> _About this exercise_
Only one portion of the data is to be written out: from the line bearing "pub struct AppState" through the line bearing "wire the adapters.". Write it exactly as it appears.

Stored entries
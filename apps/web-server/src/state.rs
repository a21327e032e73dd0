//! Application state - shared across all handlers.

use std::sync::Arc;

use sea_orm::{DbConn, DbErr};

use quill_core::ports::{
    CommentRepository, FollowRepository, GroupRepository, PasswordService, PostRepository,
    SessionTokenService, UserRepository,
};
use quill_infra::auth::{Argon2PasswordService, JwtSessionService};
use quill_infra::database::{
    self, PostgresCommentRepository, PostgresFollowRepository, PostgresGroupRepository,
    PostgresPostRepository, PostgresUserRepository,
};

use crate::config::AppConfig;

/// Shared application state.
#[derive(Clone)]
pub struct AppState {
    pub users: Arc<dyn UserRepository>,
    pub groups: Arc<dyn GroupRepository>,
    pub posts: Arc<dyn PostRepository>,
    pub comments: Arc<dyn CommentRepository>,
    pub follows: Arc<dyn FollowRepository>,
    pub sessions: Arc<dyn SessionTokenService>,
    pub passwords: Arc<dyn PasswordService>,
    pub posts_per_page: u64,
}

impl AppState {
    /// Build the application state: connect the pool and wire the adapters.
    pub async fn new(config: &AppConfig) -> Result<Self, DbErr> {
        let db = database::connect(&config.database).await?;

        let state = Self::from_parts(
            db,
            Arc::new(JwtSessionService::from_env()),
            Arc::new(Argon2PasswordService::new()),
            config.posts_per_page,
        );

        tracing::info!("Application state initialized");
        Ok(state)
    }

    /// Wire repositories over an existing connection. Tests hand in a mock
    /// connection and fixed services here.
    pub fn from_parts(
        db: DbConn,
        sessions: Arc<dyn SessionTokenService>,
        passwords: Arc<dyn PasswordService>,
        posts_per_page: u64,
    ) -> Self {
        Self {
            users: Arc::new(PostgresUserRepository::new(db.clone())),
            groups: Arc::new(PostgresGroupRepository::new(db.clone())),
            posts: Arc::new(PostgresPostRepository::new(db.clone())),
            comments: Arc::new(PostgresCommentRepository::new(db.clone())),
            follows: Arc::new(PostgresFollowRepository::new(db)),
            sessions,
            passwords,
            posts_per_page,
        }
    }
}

==

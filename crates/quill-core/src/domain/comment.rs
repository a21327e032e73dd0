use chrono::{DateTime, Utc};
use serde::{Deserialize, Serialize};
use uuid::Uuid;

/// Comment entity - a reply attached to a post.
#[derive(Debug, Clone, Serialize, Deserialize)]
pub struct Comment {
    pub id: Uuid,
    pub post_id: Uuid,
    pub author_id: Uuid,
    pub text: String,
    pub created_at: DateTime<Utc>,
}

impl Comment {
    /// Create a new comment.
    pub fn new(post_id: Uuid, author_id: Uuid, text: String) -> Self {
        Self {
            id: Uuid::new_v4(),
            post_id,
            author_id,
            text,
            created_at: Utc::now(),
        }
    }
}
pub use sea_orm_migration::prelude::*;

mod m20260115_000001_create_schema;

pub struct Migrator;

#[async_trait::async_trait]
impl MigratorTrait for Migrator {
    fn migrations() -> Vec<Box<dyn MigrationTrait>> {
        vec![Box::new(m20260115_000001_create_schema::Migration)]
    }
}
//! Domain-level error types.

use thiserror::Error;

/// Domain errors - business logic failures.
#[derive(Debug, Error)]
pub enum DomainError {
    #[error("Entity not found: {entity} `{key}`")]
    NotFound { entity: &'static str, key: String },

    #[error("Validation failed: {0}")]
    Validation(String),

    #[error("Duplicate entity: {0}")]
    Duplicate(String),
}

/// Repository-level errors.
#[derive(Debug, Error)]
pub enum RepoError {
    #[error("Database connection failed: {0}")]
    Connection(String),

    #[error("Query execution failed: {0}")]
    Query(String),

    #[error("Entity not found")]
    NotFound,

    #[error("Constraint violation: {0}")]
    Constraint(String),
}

> _Result_
pub struct AppState {
    pub users: Arc<dyn UserRepository>,
    pub groups: Arc<dyn GroupRepository>,
    pub posts: Arc<dyn PostRepository>,
    pub comments: Arc<dyn CommentRepository>,
    pub follows: Arc<dyn FollowRepository>,
    pub sessions: Arc<dyn SessionTokenService>,
    pub passwords: Arc<dyn PasswordService>,
    pub posts_per_page: u64,
}

impl AppState {
    /// Build the application state: connect the pool and wire the adapters.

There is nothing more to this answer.